Aim of the task: Every line below that carries the word "MarkerId" needs to be copied.

Exercise materials:
##########
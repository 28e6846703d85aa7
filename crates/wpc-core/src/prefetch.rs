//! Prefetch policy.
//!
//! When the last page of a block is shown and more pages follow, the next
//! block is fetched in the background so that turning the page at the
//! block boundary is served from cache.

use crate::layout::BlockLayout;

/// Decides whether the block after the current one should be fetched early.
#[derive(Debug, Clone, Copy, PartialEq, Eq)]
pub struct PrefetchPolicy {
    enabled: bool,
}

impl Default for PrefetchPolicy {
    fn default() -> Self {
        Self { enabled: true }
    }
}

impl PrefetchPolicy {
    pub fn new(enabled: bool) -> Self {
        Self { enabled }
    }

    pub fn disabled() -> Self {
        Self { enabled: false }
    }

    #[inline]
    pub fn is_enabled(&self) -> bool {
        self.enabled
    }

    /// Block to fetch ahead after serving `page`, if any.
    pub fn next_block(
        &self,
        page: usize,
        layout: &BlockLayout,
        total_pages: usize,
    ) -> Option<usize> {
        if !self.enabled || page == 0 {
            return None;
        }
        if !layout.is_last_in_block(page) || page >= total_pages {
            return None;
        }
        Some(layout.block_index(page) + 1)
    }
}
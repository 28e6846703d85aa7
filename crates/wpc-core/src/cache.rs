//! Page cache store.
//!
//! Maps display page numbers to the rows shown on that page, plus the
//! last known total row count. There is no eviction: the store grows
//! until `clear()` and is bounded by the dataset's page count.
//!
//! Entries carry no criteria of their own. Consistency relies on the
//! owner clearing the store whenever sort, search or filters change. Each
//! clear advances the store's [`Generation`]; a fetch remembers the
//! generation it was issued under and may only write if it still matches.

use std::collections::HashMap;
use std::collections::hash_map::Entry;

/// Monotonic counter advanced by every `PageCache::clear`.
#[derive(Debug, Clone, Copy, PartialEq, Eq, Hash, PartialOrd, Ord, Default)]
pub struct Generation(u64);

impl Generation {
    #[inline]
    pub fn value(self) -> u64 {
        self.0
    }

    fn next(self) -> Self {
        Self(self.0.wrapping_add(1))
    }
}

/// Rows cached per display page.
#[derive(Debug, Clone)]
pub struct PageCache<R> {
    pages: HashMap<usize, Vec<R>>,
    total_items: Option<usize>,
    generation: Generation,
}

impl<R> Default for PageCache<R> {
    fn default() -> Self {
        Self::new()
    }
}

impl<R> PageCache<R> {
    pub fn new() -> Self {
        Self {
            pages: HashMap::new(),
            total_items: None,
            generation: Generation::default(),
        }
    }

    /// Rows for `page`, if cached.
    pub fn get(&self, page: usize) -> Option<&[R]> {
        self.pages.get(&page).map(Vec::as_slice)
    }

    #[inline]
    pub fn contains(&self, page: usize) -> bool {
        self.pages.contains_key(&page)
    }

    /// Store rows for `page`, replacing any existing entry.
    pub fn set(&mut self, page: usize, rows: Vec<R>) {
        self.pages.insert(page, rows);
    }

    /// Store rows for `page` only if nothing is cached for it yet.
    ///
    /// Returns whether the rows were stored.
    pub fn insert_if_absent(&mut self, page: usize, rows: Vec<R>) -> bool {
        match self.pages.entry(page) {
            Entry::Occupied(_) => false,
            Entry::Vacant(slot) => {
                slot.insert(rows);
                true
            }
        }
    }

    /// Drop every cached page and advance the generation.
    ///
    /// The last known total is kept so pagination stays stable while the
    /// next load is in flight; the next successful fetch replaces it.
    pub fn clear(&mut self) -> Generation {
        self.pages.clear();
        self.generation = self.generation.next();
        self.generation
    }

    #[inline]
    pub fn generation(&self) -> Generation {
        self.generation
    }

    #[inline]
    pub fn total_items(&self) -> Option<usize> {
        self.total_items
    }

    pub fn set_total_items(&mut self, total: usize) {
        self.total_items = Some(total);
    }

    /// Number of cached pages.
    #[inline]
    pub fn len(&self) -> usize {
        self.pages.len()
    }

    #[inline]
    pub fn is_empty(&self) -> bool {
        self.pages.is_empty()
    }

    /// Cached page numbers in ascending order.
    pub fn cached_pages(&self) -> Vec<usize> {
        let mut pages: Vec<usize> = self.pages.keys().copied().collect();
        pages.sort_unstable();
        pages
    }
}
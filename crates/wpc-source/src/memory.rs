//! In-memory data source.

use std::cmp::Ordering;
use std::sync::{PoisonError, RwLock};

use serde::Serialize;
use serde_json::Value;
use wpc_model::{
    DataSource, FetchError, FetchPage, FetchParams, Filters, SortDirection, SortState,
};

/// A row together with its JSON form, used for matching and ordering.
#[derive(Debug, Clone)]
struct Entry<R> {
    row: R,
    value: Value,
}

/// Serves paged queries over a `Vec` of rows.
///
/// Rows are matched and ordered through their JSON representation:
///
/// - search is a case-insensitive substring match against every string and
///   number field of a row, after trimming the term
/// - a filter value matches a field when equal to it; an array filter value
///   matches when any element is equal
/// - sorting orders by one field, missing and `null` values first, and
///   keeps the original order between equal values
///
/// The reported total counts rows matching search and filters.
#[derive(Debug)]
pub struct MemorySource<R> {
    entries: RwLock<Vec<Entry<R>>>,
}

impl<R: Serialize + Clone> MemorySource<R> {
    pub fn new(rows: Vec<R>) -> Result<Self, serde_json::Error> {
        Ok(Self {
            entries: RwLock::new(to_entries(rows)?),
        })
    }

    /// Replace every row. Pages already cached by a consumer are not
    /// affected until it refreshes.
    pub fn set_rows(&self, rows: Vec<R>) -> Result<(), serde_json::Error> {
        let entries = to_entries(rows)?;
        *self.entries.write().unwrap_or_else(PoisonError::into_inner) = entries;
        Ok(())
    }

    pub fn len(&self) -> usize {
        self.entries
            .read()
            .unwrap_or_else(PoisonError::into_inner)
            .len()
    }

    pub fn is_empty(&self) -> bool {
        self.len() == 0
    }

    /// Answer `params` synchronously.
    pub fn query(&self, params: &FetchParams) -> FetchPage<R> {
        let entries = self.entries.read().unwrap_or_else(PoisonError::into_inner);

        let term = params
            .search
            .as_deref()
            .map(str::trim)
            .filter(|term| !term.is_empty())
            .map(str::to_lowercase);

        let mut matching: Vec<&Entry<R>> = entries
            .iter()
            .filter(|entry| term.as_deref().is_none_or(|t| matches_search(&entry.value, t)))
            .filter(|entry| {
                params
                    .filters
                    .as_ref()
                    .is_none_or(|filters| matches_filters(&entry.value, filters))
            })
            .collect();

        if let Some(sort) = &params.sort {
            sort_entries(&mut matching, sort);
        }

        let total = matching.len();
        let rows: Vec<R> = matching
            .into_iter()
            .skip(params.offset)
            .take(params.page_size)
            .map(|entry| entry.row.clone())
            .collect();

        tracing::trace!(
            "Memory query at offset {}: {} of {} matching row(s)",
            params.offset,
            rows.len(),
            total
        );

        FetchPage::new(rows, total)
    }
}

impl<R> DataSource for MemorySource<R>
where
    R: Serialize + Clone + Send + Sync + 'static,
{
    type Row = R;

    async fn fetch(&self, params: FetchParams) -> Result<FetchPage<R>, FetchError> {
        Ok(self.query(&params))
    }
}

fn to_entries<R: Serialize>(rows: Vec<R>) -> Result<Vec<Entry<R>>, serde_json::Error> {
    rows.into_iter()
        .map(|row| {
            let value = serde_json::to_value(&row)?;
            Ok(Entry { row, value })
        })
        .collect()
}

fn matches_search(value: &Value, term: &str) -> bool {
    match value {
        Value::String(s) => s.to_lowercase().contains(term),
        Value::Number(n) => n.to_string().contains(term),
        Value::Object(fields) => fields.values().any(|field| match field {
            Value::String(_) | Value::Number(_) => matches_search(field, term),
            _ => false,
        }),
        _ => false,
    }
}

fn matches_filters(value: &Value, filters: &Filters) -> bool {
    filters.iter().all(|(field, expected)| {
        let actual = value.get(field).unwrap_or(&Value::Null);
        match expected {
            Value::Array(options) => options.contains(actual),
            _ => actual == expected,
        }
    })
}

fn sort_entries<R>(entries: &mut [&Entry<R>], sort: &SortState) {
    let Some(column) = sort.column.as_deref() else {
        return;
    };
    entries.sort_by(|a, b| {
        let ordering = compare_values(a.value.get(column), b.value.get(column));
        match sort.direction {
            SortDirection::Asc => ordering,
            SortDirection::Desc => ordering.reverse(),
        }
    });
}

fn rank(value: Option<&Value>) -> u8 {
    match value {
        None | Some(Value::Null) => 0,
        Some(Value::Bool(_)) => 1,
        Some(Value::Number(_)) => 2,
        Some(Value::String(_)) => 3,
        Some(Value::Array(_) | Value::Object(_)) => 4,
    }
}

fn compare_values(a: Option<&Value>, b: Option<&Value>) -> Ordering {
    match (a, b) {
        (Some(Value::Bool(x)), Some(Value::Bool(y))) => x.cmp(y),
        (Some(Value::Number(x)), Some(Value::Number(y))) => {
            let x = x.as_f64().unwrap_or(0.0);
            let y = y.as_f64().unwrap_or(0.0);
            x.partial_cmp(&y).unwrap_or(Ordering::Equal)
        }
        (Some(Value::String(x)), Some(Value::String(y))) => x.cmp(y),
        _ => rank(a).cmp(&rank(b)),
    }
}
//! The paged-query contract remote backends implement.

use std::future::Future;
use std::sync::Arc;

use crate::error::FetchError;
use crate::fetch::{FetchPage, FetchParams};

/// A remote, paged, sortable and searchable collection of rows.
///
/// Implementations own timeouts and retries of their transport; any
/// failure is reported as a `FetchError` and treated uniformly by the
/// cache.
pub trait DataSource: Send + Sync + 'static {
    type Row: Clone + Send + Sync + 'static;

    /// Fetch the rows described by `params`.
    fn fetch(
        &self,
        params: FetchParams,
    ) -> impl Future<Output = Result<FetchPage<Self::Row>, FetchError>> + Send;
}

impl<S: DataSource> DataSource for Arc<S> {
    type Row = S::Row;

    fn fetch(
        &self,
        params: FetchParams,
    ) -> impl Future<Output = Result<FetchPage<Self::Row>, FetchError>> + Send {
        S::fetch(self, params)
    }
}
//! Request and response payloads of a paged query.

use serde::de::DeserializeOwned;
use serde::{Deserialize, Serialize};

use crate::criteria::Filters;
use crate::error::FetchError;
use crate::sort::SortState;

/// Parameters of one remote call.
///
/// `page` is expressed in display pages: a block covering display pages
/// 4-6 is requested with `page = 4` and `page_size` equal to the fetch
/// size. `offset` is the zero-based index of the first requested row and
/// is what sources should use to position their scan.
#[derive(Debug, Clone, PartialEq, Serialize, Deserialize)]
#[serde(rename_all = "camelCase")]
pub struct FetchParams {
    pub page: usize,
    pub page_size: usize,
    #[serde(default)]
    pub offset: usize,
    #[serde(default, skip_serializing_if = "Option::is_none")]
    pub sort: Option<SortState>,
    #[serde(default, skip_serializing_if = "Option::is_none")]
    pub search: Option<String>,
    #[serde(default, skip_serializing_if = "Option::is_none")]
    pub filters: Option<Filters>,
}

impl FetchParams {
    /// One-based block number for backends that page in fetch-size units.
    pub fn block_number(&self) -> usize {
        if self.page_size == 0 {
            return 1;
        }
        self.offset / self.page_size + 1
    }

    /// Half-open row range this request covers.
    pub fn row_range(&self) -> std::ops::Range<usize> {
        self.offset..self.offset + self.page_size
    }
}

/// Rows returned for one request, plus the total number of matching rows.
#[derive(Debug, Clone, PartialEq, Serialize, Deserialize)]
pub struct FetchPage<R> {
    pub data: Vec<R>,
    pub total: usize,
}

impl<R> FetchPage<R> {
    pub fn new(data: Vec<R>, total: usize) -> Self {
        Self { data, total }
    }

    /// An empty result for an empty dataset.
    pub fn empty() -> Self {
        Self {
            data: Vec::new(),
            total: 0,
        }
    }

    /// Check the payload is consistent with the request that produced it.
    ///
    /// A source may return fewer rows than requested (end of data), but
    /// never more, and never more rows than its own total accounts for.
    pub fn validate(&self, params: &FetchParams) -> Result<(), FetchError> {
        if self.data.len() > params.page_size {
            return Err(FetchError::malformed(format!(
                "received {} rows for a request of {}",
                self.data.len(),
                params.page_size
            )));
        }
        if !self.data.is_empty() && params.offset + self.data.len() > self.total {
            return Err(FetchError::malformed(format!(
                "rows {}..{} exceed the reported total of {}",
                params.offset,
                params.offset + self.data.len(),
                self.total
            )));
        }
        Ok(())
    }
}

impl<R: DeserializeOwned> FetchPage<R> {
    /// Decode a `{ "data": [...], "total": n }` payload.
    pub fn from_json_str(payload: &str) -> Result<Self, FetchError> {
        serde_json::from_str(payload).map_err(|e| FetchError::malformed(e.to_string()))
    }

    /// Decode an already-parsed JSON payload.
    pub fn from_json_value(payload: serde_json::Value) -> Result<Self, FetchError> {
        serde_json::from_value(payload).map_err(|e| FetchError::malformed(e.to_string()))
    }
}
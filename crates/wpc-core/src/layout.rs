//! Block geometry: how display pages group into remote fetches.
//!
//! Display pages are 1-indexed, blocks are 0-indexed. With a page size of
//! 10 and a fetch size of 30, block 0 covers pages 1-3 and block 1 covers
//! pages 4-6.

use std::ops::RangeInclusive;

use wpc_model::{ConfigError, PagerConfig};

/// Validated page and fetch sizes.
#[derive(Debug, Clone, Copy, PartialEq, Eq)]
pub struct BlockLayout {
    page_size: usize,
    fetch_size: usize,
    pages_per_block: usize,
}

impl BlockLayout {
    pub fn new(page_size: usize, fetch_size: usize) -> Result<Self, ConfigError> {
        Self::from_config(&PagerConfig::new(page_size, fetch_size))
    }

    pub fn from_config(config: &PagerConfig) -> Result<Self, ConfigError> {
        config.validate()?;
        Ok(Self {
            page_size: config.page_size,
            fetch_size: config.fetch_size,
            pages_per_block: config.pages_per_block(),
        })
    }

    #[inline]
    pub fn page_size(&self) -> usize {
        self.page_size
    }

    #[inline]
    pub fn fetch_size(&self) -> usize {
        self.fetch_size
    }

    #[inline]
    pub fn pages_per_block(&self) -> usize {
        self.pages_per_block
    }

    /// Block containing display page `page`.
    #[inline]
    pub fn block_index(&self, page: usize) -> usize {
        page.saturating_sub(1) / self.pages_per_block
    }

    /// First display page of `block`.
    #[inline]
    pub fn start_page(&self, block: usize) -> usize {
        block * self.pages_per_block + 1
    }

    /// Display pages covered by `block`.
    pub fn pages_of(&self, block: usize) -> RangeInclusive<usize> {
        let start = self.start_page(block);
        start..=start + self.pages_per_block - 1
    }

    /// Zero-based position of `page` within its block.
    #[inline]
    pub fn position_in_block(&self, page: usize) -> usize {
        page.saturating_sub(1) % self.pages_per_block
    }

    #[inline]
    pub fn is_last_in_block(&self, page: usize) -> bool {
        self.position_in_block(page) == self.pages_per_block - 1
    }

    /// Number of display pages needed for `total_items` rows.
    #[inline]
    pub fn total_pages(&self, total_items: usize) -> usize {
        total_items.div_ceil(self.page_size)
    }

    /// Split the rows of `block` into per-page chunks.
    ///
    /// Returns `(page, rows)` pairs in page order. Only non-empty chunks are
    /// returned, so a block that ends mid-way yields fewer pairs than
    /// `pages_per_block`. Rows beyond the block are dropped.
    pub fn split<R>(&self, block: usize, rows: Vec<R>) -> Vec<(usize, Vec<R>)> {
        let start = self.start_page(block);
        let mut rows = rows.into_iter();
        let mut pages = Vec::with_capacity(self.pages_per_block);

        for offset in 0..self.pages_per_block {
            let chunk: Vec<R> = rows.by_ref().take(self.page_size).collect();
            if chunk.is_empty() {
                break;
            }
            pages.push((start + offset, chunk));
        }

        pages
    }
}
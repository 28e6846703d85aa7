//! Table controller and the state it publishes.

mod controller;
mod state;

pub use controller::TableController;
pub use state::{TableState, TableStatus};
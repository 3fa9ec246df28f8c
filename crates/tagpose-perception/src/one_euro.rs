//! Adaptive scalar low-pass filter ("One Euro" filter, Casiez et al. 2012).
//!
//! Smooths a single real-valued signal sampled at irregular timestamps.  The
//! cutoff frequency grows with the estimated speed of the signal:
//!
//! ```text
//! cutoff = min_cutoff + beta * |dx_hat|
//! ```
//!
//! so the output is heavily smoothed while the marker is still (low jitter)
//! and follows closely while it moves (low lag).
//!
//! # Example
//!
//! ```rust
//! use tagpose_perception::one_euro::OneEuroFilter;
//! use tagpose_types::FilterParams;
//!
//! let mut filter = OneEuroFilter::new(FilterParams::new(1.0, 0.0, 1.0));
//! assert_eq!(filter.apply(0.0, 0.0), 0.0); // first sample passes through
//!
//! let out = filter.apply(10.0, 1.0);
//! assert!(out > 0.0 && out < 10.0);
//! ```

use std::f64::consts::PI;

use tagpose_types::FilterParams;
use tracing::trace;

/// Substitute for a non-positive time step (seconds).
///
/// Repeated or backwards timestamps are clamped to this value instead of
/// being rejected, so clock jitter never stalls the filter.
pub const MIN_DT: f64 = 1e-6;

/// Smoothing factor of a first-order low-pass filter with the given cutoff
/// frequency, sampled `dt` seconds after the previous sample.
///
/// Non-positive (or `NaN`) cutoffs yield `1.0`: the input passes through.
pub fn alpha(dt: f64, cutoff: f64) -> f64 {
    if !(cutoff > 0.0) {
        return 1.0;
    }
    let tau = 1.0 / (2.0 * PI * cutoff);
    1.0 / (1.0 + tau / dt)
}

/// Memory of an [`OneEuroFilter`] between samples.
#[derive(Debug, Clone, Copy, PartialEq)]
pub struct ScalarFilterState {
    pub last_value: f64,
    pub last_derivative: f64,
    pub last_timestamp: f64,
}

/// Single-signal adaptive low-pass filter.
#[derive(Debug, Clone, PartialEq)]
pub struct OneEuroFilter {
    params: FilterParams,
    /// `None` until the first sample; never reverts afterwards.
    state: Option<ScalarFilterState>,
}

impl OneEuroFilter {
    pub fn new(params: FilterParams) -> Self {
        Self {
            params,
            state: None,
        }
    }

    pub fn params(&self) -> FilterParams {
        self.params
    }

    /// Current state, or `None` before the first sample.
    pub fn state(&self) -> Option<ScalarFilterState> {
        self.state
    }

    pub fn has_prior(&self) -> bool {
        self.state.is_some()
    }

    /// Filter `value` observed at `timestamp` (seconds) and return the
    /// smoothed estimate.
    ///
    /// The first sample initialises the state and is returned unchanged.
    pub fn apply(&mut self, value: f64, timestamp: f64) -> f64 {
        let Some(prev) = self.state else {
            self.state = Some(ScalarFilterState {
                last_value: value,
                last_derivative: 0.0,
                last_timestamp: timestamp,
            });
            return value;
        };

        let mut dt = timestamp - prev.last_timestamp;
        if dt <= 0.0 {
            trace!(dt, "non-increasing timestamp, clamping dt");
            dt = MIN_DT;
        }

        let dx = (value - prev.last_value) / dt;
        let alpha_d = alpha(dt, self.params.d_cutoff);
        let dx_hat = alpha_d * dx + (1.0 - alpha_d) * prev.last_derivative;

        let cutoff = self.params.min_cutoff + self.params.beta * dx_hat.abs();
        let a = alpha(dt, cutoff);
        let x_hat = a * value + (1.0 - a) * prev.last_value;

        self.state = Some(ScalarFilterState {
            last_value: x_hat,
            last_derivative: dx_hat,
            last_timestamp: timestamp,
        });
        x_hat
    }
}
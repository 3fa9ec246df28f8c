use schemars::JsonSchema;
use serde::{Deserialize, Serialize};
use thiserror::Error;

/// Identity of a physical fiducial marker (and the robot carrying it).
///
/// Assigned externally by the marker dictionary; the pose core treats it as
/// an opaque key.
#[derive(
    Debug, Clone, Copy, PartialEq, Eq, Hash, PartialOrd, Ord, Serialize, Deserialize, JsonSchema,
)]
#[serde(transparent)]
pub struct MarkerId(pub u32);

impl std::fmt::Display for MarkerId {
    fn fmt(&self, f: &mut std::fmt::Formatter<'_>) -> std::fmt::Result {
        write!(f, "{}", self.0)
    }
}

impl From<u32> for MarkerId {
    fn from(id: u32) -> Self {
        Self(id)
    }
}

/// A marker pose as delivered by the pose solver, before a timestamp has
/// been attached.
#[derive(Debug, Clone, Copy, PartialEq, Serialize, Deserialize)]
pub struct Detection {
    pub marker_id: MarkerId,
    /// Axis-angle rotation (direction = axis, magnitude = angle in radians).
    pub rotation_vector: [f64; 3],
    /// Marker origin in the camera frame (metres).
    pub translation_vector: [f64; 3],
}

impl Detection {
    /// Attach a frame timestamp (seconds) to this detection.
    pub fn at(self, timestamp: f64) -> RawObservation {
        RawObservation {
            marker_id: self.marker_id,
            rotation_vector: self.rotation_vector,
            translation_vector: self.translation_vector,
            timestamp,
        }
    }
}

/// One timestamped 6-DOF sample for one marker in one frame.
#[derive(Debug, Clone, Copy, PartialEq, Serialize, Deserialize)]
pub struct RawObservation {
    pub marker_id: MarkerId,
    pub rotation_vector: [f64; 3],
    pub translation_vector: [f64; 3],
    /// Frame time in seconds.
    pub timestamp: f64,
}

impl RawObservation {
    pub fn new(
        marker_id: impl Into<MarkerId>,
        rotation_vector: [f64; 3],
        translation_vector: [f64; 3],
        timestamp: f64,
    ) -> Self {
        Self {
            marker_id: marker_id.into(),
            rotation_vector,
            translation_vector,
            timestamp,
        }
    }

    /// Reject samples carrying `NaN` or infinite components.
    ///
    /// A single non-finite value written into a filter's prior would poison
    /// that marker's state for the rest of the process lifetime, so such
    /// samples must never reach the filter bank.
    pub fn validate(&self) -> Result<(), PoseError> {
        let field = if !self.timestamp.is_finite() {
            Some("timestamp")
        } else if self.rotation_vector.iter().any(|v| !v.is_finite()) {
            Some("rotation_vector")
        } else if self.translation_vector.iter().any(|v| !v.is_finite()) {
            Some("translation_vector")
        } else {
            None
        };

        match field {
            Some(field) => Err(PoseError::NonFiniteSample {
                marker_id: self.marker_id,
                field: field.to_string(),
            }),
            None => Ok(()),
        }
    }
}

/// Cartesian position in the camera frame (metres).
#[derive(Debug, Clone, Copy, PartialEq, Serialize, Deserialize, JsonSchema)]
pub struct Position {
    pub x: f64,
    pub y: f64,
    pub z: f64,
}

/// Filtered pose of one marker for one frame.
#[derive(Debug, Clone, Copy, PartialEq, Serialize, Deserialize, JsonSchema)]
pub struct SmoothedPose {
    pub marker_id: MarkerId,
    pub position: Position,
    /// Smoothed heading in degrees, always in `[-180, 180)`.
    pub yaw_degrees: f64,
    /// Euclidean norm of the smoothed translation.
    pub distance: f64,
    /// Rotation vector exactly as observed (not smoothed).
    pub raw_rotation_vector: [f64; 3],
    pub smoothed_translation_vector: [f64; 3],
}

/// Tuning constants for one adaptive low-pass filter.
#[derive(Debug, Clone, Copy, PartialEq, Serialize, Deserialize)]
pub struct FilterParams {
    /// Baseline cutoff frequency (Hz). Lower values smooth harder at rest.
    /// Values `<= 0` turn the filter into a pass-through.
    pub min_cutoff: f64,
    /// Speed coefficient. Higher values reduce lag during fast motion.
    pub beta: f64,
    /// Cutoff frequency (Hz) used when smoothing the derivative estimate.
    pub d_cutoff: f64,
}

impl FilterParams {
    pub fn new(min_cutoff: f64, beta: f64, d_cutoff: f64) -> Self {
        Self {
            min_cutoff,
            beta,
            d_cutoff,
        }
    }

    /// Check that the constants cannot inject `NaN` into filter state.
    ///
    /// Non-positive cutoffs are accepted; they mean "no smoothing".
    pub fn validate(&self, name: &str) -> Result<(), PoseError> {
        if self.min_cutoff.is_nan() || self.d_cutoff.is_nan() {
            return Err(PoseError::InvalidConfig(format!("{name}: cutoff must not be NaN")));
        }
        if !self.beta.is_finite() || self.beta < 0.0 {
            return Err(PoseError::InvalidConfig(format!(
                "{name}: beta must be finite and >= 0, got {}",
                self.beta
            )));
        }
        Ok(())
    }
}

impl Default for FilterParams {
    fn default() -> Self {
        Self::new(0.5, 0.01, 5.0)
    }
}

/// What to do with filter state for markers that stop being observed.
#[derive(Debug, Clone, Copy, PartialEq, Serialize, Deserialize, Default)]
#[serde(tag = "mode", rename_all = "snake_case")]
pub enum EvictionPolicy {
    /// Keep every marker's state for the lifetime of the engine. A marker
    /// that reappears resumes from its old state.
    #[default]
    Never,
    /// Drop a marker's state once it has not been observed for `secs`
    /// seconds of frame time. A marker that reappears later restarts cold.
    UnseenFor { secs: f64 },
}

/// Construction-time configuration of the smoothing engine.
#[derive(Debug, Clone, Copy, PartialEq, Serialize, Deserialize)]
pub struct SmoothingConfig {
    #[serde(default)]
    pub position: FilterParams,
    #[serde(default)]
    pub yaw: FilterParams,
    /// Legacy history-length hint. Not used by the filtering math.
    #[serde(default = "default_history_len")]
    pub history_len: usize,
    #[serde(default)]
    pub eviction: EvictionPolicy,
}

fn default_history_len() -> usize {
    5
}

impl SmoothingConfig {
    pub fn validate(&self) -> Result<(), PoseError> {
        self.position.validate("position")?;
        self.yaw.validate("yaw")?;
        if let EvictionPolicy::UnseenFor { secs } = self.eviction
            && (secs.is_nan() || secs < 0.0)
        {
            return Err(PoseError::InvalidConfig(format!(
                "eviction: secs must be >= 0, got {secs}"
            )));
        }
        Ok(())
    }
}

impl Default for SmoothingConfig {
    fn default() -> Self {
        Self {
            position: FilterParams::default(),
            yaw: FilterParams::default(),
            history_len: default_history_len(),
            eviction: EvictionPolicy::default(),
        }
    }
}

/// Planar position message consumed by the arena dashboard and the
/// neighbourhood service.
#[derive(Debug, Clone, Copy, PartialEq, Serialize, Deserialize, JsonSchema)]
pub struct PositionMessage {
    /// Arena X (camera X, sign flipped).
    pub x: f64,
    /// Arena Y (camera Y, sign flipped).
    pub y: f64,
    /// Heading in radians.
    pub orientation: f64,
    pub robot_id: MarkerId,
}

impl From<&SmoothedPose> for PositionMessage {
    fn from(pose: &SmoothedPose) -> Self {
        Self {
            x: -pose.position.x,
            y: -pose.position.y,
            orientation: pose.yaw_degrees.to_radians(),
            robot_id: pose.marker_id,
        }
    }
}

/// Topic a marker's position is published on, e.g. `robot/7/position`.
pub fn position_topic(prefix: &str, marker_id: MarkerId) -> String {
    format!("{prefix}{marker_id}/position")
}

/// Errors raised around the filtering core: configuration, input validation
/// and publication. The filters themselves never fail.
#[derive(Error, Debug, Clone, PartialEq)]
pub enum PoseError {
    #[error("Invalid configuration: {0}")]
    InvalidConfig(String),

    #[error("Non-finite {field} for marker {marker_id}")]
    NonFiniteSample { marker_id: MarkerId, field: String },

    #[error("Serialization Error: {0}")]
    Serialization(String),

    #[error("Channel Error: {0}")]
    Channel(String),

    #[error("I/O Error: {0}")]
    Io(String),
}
##########
Task output:
pub struct MarkerId(pub u32);
impl std::fmt::Display for MarkerId {
impl From<u32> for MarkerId {
    pub marker_id: MarkerId,
    pub marker_id: MarkerId,
        marker_id: impl Into<MarkerId>,
    pub marker_id: MarkerId,
    pub robot_id: MarkerId,
pub fn position_topic(prefix: &str, marker_id: MarkerId) -> String {
    NonFiniteSample { marker_id: MarkerId, field: String },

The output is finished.